Pak Sok Cheon, Micalos Peter S, Maria Sonja J, Lord Bill
School of Biomedical Sciences, Charles Sturt University, Bathurst, NSW 2795, Australia.
University of the Sunshine Coast, Sippy Downs, QLD 4556, Australia.
Evid Based Complement Alternat Med. 2015;2015:873039. doi: 10.1155/2015/873039. Epub 2015 Mar 31.

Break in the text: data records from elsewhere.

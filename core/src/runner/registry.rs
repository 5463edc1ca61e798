//! Master-side view of connected workers

use serde::{Deserialize, Serialize};
use std::collections::BTreeMap;
use std::time::Duration;
use tokio::time::Instant;

use super::RunState;

/// Worker liveness as judged from heartbeats
#[derive(Debug, Clone, Copy, PartialEq, Eq, Hash, Serialize, Deserialize)]
#[serde(rename_all = "snake_case")]
pub enum Liveness {
    /// Heartbeats arrive on time
    Live,
    /// At least one heartbeat window missed, or the link dropped
    Missing,
    /// `max_missed` consecutive windows missed
    Dead,
}

/// One registered worker
#[derive(Debug, Clone)]
pub struct WorkerEntry {
    /// Worker id
    pub worker_id: String,
    /// Last message of any kind from this worker
    pub last_heartbeat: Instant,
    /// State from the latest heartbeat
    pub reported_state: RunState,
    /// Users from the latest heartbeat
    pub user_count: usize,
    /// Liveness
    pub liveness: Liveness,
    /// Consecutive missed heartbeat windows
    pub missed_heartbeats: u32,
    /// Reported running since the last spawn instruction
    pub reached_running: bool,
    /// Acknowledged the current cleanup
    pub cleanup_acked: bool,
    /// Last error the worker reported
    pub last_error: Option<String>,
}

impl WorkerEntry {
    fn new(worker_id: String, now: Instant) -> Self {
        Self {
            worker_id,
            last_heartbeat: now,
            reported_state: RunState::Ready,
            user_count: 0,
            liveness: Liveness::Live,
            missed_heartbeats: 0,
            reached_running: false,
            cleanup_acked: false,
            last_error: None,
        }
    }

    /// Whether the worker counts toward quorums and shares
    pub fn is_live(&self) -> bool {
        self.liveness == Liveness::Live
    }

    /// State as shown to operators: `Missing` overrides the reported state
    pub fn effective_state(&self) -> RunState {
        match self.liveness {
            Liveness::Live => self.reported_state,
            Liveness::Missing | Liveness::Dead => RunState::Missing,
        }
    }
}

/// Users and spawn rate assigned to one worker
#[derive(Debug, Clone, PartialEq)]
pub struct Share {
    /// Worker id
    pub worker_id: String,
    /// Users this worker should run
    pub target_count: usize,
    /// This worker's part of the spawn rate
    pub spawn_rate: f64,
}

/// Result of a heartbeat
#[derive(Debug, Clone, Copy, PartialEq, Eq)]
pub enum HeartbeatOutcome {
    /// Known live worker updated
    Updated,
    /// A missing or dead worker came back
    Revived,
    /// Worker never registered
    Unknown,
}

/// Registered workers, ordered by id
///
/// Missing and dead workers stay listed for reporting but are excluded from
/// every quorum and from share computation.
#[derive(Debug)]
pub struct WorkerRegistry {
    workers: BTreeMap<String, WorkerEntry>,
    timeout: Duration,
    max_missed: u32,
}

impl WorkerRegistry {
    /// Create a registry; a worker silent for `timeout` misses one window
    pub fn new(timeout: Duration, max_missed: u32) -> Self {
        Self {
            workers: BTreeMap::new(),
            timeout,
            max_missed: max_missed.max(1),
        }
    }

    /// Add a worker, or reset one that reconnects; returns true if new
    pub fn register(&mut self, worker_id: &str, now: Instant) -> bool {
        let fresh = WorkerEntry::new(worker_id.to_string(), now);
        self.workers.insert(worker_id.to_string(), fresh).is_none()
    }

    /// Apply a heartbeat
    pub fn heartbeat(
        &mut self,
        worker_id: &str,
        state: RunState,
        user_count: usize,
        now: Instant,
    ) -> HeartbeatOutcome {
        let Some(entry) = self.workers.get_mut(worker_id) else {
            return HeartbeatOutcome::Unknown;
        };
        entry.reported_state = state;
        entry.user_count = user_count;
        if state == RunState::Running {
            entry.reached_running = true;
        }
        Self::revive(entry, now)
    }

    /// Any message from a worker proves it is alive
    pub fn touch(&mut self, worker_id: &str, now: Instant) -> HeartbeatOutcome {
        match self.workers.get_mut(worker_id) {
            Some(entry) => Self::revive(entry, now),
            None => HeartbeatOutcome::Unknown,
        }
    }

    fn revive(entry: &mut WorkerEntry, now: Instant) -> HeartbeatOutcome {
        entry.last_heartbeat = now;
        entry.missed_heartbeats = 0;
        if entry.is_live() {
            HeartbeatOutcome::Updated
        } else {
            entry.liveness = Liveness::Live;
            HeartbeatOutcome::Revived
        }
    }

    /// Re-evaluate liveness; returns workers whose liveness changed
    pub fn check_timeouts(&mut self, now: Instant) -> Vec<(String, Liveness)> {
        let timeout = self.timeout.as_nanos().max(1);
        let mut changed = Vec::new();
        for entry in self.workers.values_mut() {
            let silent = now.saturating_duration_since(entry.last_heartbeat).as_nanos();
            let missed = u32::try_from(silent / timeout).unwrap_or(u32::MAX);
            entry.missed_heartbeats = entry.missed_heartbeats.max(missed);

            let next = if entry.missed_heartbeats >= self.max_missed {
                Liveness::Dead
            } else if entry.missed_heartbeats >= 1 {
                Liveness::Missing
            } else {
                entry.liveness
            };
            if next != entry.liveness && entry.liveness != Liveness::Dead {
                entry.liveness = next;
                changed.push((entry.worker_id.clone(), next));
            }
        }
        changed
    }

    /// Mark a worker missing right away, e.g. after its link dropped
    pub fn mark_missing(&mut self, worker_id: &str) -> bool {
        match self.workers.get_mut(worker_id) {
            Some(entry) if entry.is_live() => {
                entry.liveness = Liveness::Missing;
                entry.missed_heartbeats = entry.missed_heartbeats.max(1);
                true
            }
            _ => false,
        }
    }

    /// Record an error reported by a worker
    pub fn record_error(&mut self, worker_id: &str, message: &str) {
        if let Some(entry) = self.workers.get_mut(worker_id) {
            entry.last_error = Some(message.to_string());
        }
    }

    /// Record a cleanup acknowledgement
    pub fn ack_cleanup(&mut self, worker_id: &str) {
        if let Some(entry) = self.workers.get_mut(worker_id) {
            entry.cleanup_acked = true;
        }
    }

    /// Forget every cleanup acknowledgement
    pub fn reset_cleanup_acks(&mut self) {
        for entry in self.workers.values_mut() {
            entry.cleanup_acked = false;
        }
    }

    /// Forget every running report, before a new spawn instruction
    pub fn reset_reached_running(&mut self) {
        for entry in self.workers.values_mut() {
            entry.reached_running = false;
        }
    }

    /// Drop a worker entirely
    pub fn remove(&mut self, worker_id: &str) -> Option<WorkerEntry> {
        self.workers.remove(worker_id)
    }

    /// Look up a worker
    pub fn get(&self, worker_id: &str) -> Option<&WorkerEntry> {
        self.workers.get(worker_id)
    }

    /// All workers, ordered by id
    pub fn iter(&self) -> impl Iterator<Item = &WorkerEntry> {
        self.workers.values()
    }

    /// Live workers, ordered by id
    pub fn live(&self) -> impl Iterator<Item = &WorkerEntry> {
        self.workers.values().filter(|entry| entry.is_live())
    }

    /// Registered workers, whatever their liveness
    pub fn len(&self) -> usize {
        self.workers.len()
    }

    /// Whether no worker ever registered
    pub fn is_empty(&self) -> bool {
        self.workers.is_empty()
    }

    /// Live workers
    pub fn live_count(&self) -> usize {
        self.live().count()
    }

    /// Users across live workers
    pub fn user_count(&self) -> usize {
        self.live().map(|entry| entry.user_count).sum()
    }

    /// Every live worker reported running since the last spawn instruction
    /// and together they run exactly `target` users
    pub fn all_running(&self, target: usize) -> bool {
        self.live_count() > 0
            && self
                .live()
                .all(|entry| entry.reached_running && entry.reported_state == RunState::Running)
            && self.user_count() == target
    }

    /// No live worker runs users; true when no live worker remains
    pub fn all_stopped(&self) -> bool {
        self.live().all(|entry| {
            matches!(entry.reported_state, RunState::Stopped | RunState::Ready)
        })
    }

    /// Every live worker acknowledged cleanup; true when none remain
    pub fn all_acked(&self) -> bool {
        self.live().all(|entry| entry.cleanup_acked)
    }

    /// Split `target_count` and `spawn_rate` across live workers
    ///
    /// Workers are taken in id order and the first `target_count % n` get
    /// one extra user.
    pub fn shares(&self, target_count: usize, spawn_rate: f64) -> Vec<Share> {
        let live: Vec<&WorkerEntry> = self.live().collect();
        if live.is_empty() {
            return Vec::new();
        }
        let n = live.len();
        let base = target_count / n;
        let extra = target_count % n;
        let rate = spawn_rate / n as f64;

        live.into_iter()
            .enumerate()
            .map(|(idx, entry)| Share {
                worker_id: entry.worker_id.clone(),
                target_count: base + usize::from(idx < extra),
                spawn_rate: rate,
            })
            .collect()
    }
}

#[cfg(test)]
mod tests {
    use super::*;

    fn registry_with(ids: &[&str], now: Instant) -> WorkerRegistry {
        let mut registry = WorkerRegistry::new(Duration::from_secs(10), 3);
        for id in ids {
            assert!(registry.register(id, now));
        }
        registry
    }

    #[test]
    fn test_shares_split_remainder_to_first_workers() {
        let registry = registry_with(&["c", "a", "b"], Instant::now());
        let shares = registry.shares(10, 3.0);

        let ids: Vec<&str> = shares.iter().map(|s| s.worker_id.as_str()).collect();
        assert_eq!(ids, vec!["a", "b", "c"]);
        let counts: Vec<usize> = shares.iter().map(|s| s.target_count).collect();
        assert_eq!(counts, vec![4, 3, 3]);
        assert!(shares.iter().all(|s| (s.spawn_rate - 1.0).abs() < 1e-12));
        assert_eq!(counts.iter().sum::<usize>(), 10);
    }

    #[test]
    fn test_shares_empty_without_live_workers() {
        let mut registry = registry_with(&["a"], Instant::now());
        registry.mark_missing("a");
        assert!(registry.shares(10, 1.0).is_empty());
    }

    #[test]
    fn test_running_quorum_needs_every_live_worker() {
        let now = Instant::now();
        let mut registry = registry_with(&["a", "b", "c"], now);

        registry.heartbeat("a", RunState::Running, 4, now);
        registry.heartbeat("b", RunState::Running, 3, now);
        assert!(!registry.all_running(10));

        registry.heartbeat("c", RunState::Spawning, 2, now);
        assert!(!registry.all_running(10));

        registry.heartbeat("c", RunState::Running, 3, now);
        assert!(registry.all_running(10));
        assert!(!registry.all_running(11));
    }

    #[test]
    fn test_running_quorum_needs_report_after_new_instruction() {
        let now = Instant::now();
        let mut registry = registry_with(&["a", "b"], now);
        registry.heartbeat("a", RunState::Running, 2, now);
        registry.heartbeat("b", RunState::Running, 2, now);
        assert!(registry.all_running(4));

        // Rate-only rescale keeps the target; stale reports must not count
        registry.reset_reached_running();
        assert!(!registry.all_running(4));

        registry.heartbeat("a", RunState::Running, 2, now);
        assert!(!registry.all_running(4));
        registry.heartbeat("b", RunState::Running, 2, now);
        assert!(registry.all_running(4));
    }

    #[test]
    fn test_missing_worker_excluded_from_stopped_quorum() {
        let now = Instant::now();
        let mut registry = registry_with(&["a", "b", "c"], now);
        for id in ["a", "b", "c"] {
            registry.heartbeat(id, RunState::Running, 1, now);
        }

        assert!(registry.mark_missing("c"));
        assert!(!registry.mark_missing("c"));
        assert_eq!(registry.get("c").unwrap().effective_state(), RunState::Missing);

        registry.heartbeat("a", RunState::Stopped, 0, now);
        assert!(!registry.all_stopped());
        registry.heartbeat("b", RunState::Stopped, 0, now);
        assert!(registry.all_stopped());
    }

    #[test]
    fn test_timeouts_escalate_to_dead() {
        let start = Instant::now();
        let mut registry = registry_with(&["a", "b"], start);

        let later = start + Duration::from_secs(11);
        registry.heartbeat("b", RunState::Ready, 0, later);
        assert_eq!(
            registry.check_timeouts(later),
            vec![("a".to_string(), Liveness::Missing)]
        );
        assert_eq!(registry.live_count(), 1);

        // Still missing: no repeated change
        assert!(registry.check_timeouts(later).is_empty());

        let much_later = start + Duration::from_secs(31);
        registry.heartbeat("b", RunState::Ready, 0, much_later);
        assert_eq!(
            registry.check_timeouts(much_later),
            vec![("a".to_string(), Liveness::Dead)]
        );
    }

    #[test]
    fn test_heartbeat_revives_missing_worker() {
        let start = Instant::now();
        let mut registry = registry_with(&["a"], start);
        registry.check_timeouts(start + Duration::from_secs(15));
        assert_eq!(registry.live_count(), 0);

        let outcome = registry.heartbeat("a", RunState::Ready, 0, start + Duration::from_secs(16));
        assert_eq!(outcome, HeartbeatOutcome::Revived);
        assert_eq!(registry.live_count(), 1);
        assert_eq!(
            registry.heartbeat("ghost", RunState::Ready, 0, start),
            HeartbeatOutcome::Unknown
        );
    }

    #[test]
    fn test_vacuous_quorums() {
        let registry = WorkerRegistry::new(Duration::from_secs(1), 1);
        assert!(registry.all_stopped());
        assert!(registry.all_acked());
        assert!(!registry.all_running(0));
    }
}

Paramedicine and the emergency medical services have been moving in the direction of advancing pharmaceutical intervention for the management of pain in both acute and chronic situations. This coincides with other areas of advanced life support and patient management strategies that have been well researched and continue to benefit from the increasing evidence. Even though paramedic practice is firmly focused on pharmacological interventions to alleviate pain, there is emerging evidence proposing a range of nonpharmacological options that can have an important role in pain management. This review highlights literature that suggests that paramedicine and emergency medical services should be considering the application of complementary and alternative therapies which can enhance current practice and reduce the use of pharmacological interventions.
护理急救医学和紧急医疗服务一直朝着在急性和慢性情况下推进药物干预以管理疼痛的方向发展。这与其他高级生命支持和患者管理策略领域相契合,这些领域已经得到了充分研究,并继续从越来越多的证据中受益。尽管护理急救实践坚定地专注于药物干预以减轻疼痛,但新出现的证据提出了一系列非药物选择,这些选择在疼痛管理中可以发挥重要作用。这篇综述强调了一些文献,这些文献表明护理急救医学和紧急医疗服务应考虑应用补充和替代疗法,这可以改进当前的实践并减少药物干预的使用。